Task objective.
Would you retype every entry that follows without altering a word?

Supplied information.
========================================
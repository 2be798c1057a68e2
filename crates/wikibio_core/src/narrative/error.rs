//! Biography generation errors.
//!
//! Missing references and privacy flags are not errors: they degrade the
//! output locally. Only store failures, a missing subject and role
//! inconsistencies abort a generation.

use crate::model::event::EventRole;
use crate::model::handle::Handle;
use crate::repo::tree_db::RepoError;
use std::error::Error;
use std::fmt::{Display, Formatter};

pub type BioResult<T> = Result<T, BioError>;

#[derive(Debug)]
pub enum BioError {
    /// Store-level failure.
    Repo(RepoError),
    /// The subject person could not be resolved (handle or gramps id).
    PersonNotFound(String),
    /// No participant of `event` carries the `expected` role.
    AmbiguousRole { event: Handle, expected: EventRole },
}

impl Display for BioError {
    fn fmt(&self, f: &mut Formatter<'_>) -> std::fmt::Result {
        match self {
            Self::Repo(err) => write!(f, "{err}"),
            Self::PersonNotFound(key) => write!(f, "person not found: {key}"),
            Self::AmbiguousRole { event, expected } => write!(
                f,
                "event {event} has no participant with role {}",
                expected.label()
            ),
        }
    }
}

impl Error for BioError {
    fn source(&self) -> Option<&(dyn Error + 'static)> {
        match self {
            Self::Repo(err) => Some(err),
            _ => None,
        }
    }
}

impl From<RepoError> for BioError {
    fn from(value: RepoError) -> Self {
        Self::Repo(value)
    }
}
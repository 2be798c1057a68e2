//! Notes, including the template/header/footer notes read by the assembler.

use super::handle::Handle;
use super::References;
use serde::{Deserialize, Serialize};

pub const TEMPLATE_NOTE_TYPE: &str = "WikiTree Template";
pub const HEADER_NOTE_TYPE: &str = "WikiTree Header";
pub const FOOTER_NOTE_TYPE: &str = "WikiTree Footer";

#[derive(Debug, Clone, Default, PartialEq, Eq, Hash, Serialize, Deserialize)]
#[serde(rename_all = "snake_case")]
pub enum NoteType {
    #[default]
    General,
    Research,
    Transcript,
    SourceText,
    Citation,
    Person,
    Event,
    Custom(String),
}

impl NoteType {
    pub fn label(&self) -> &str {
        match self {
            Self::General => "General",
            Self::Research => "Research",
            Self::Transcript => "Transcript",
            Self::SourceText => "Source text",
            Self::Citation => "Citation",
            Self::Person => "Person Note",
            Self::Event => "Event Note",
            Self::Custom(label) => label.as_str(),
        }
    }
}

#[derive(Debug, Clone, PartialEq, Eq, Serialize, Deserialize)]
pub struct Note {
    pub handle: Handle,
    #[serde(default)]
    pub note_type: NoteType,
    #[serde(default)]
    pub text: String,
    #[serde(default)]
    pub private: bool,
}

impl Note {
    pub fn new(handle: Handle, note_type: NoteType, text: impl Into<String>) -> Self {
        Self {
            handle,
            note_type,
            text: text.into(),
            private: false,
        }
    }
}

impl References for Note {
    fn referenced_handles(&self) -> Vec<&Handle> {
        Vec::new()
    }
}
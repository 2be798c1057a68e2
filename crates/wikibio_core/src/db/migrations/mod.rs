//! SQLite migration registry and executor.
//!
//! # Responsibility
//! - Register tree store schema migrations in strictly increasing order.
//! - Apply pending migrations atomically.
//!
//! # Invariants
//! - `version` values must remain monotonic.
//! - Applied migration version is mirrored to `PRAGMA user_version`.

use crate::db::{DbError, DbResult};
use log::info;
use rusqlite::Connection;

#[derive(Debug, Clone, Copy)]
struct Migration {
    version: u32,
    sql: &'static str,
}

const MIGRATIONS: &[Migration] = &[Migration {
    version: 1,
    sql: include_str!("0001_init.sql"),
}];

/// Returns the latest migration version known by this binary.
pub fn latest_version() -> u32 {
    MIGRATIONS.last().map_or(0, |migration| migration.version)
}

/// Applies all pending migrations on the provided connection.
pub fn apply_migrations(conn: &mut Connection) -> DbResult<()> {
    let current_version = current_user_version(conn)?;
    let latest = latest_version();

    if current_version > latest {
        return Err(DbError::UnsupportedSchemaVersion {
            db_version: current_version,
            latest_supported: latest,
        });
    }

    if current_version == latest {
        return Ok(());
    }

    let tx = conn.transaction()?;
    for migration in MIGRATIONS {
        if migration.version <= current_version {
            continue;
        }

        tx.execute_batch(migration.sql)?;
        tx.execute_batch(&format!("PRAGMA user_version = {};", migration.version))?;
    }
    tx.commit()?;

    info!(
        "event=db_migrate module=db status=ok from_version={} to_version={}",
        current_version, latest
    );
    Ok(())
}

pub(crate) fn current_user_version(conn: &Connection) -> DbResult<u32> {
    let version = conn.query_row("PRAGMA user_version;", [], |row| row.get::<_, u32>(0))?;
    Ok(version)
}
========================================
Written reply.
repository 2be798c1057a68e2
filename crates/wikibio_core/src/narrative/error.rs
//! Biography generation errors.
//!
//! Missing references and privacy flags are not errors: they degrade the
//! output locally. Only store failures, a missing subject and role
//! inconsistencies abort a generation.

use crate::model::event::EventRole;
use crate::model::handle::Handle;
use crate::repo::tree_db::RepoError;
use std::error::Error;
use std::fmt::{Display, Formatter};

pub type BioResult<T> = Result<T, BioError>;

#[derive(Debug)]
pub enum BioError {
    /// Store-level failure.
    Repo(RepoError),
    /// The subject person could not be resolved (handle or gramps id).
    PersonNotFound(String),
    /// No participant of `event` carries the `expected` role.
    AmbiguousRole { event: Handle, expected: EventRole },
}

impl Display for BioError {
    fn fmt(&self, f: &mut Formatter<'_>) -> std::fmt::Result {
        match self {
            Self::Repo(err) => write!(f, "{err}"),
            Self::PersonNotFound(key) => write!(f, "person not found: {key}"),
            Self::AmbiguousRole { event, expected } => write!(
                f,
                "event {event} has no participant with role {}",
                expected.label()
            ),
        }
    }
}

impl Error for BioError {
    fn source(&self) -> Option<&(dyn Error + 'static)> {
        match self {
            Self::Repo(err) => Some(err),
            _ => None,
        }
    }
}

impl From<RepoError> for BioError {
    fn from(value: RepoError) -> Self {
        Self::Repo(value)
    }
}
repository 2be798c1057a68e2
//! Notes, including the template/header/footer notes read by the assembler.

use super::handle::Handle;
use super::References;
use serde::{Deserialize, Serialize};

pub const TEMPLATE_NOTE_TYPE: &str = "WikiTree Template";
pub const HEADER_NOTE_TYPE: &str = "WikiTree Header";
pub const FOOTER_NOTE_TYPE: &str = "WikiTree Footer";

#[derive(Debug, Clone, Default, PartialEq, Eq, Hash, Serialize, Deserialize)]
#[serde(rename_all = "snake_case")]
pub enum NoteType {
    #[default]
    General,
    Research,
    Transcript,
    SourceText,
    Citation,
    Person,
    Event,
    Custom(String),
}

impl NoteType {
    pub fn label(&self) -> &str {
        match self {
            Self::General => "General",
            Self::Research => "Research",
            Self::Transcript => "Transcript",
            Self::SourceText => "Source text",
            Self::Citation => "Citation",
            Self::Person => "Person Note",
            Self::Event => "Event Note",
            Self::Custom(label) => label.as_str(),
        }
    }
}

#[derive(Debug, Clone, PartialEq, Eq, Serialize, Deserialize)]
pub struct Note {
    pub handle: Handle,
    #[serde(default)]
    pub note_type: NoteType,
    #[serde(default)]
    pub text: String,
    #[serde(default)]
    pub private: bool,
}

impl Note {
    pub fn new(handle: Handle, note_type: NoteType, text: impl Into<String>) -> Self {
        Self {
            handle,
            note_type,
            text: text.into(),
            private: false,
        }
    }
}

impl References for Note {
    fn referenced_handles(&self) -> Vec<&Handle> {
        Vec::new()
    }
}
repository 2be798c1057a68e2
filename crates/wikibio_core/src/db/migrations/mod.rs
//! SQLite migration registry and executor.
//!
//! # Responsibility
//! - Register tree store schema migrations in strictly increasing order.
//! - Apply pending migrations atomically.
//!
//! # Invariants
//! - `version` values must remain monotonic.
//! - Applied migration version is mirrored to `PRAGMA user_version`.

use crate::db::{DbError, DbResult};
use log::info;
use rusqlite::Connection;

#[derive(Debug, Clone, Copy)]
struct Migration {
    version: u32,
    sql: &'static str,
}

const MIGRATIONS: &[Migration] = &[Migration {
    version: 1,
    sql: include_str!("0001_init.sql"),
}];

/// Returns the latest migration version known by this binary.
pub fn latest_version() -> u32 {
    MIGRATIONS.last().map_or(0, |migration| migration.version)
}

/// Applies all pending migrations on the provided connection.
pub fn apply_migrations(conn: &mut Connection) -> DbResult<()> {
    let current_version = current_user_version(conn)?;
    let latest = latest_version();

    if current_version > latest {
        return Err(DbError::UnsupportedSchemaVersion {
            db_version: current_version,
            latest_supported: latest,
        });
    }

    if current_version == latest {
        return Ok(());
    }

    let tx = conn.transaction()?;
    for migration in MIGRATIONS {
        if migration.version <= current_version {
            continue;
        }

        tx.execute_batch(migration.sql)?;
        tx.execute_batch(&format!("PRAGMA user_version = {};", migration.version))?;
    }
    tx.commit()?;

    info!(
        "event=db_migrate module=db status=ok from_version={} to_version={}",
        current_version, latest
    );
    Ok(())
}

pub(crate) fn current_user_version(conn: &Connection) -> DbResult<u32> {
    let version = conn.query_row("PRAGMA user_version;", [], |row| row.get::<_, u32>(0))?;
    Ok(version)
}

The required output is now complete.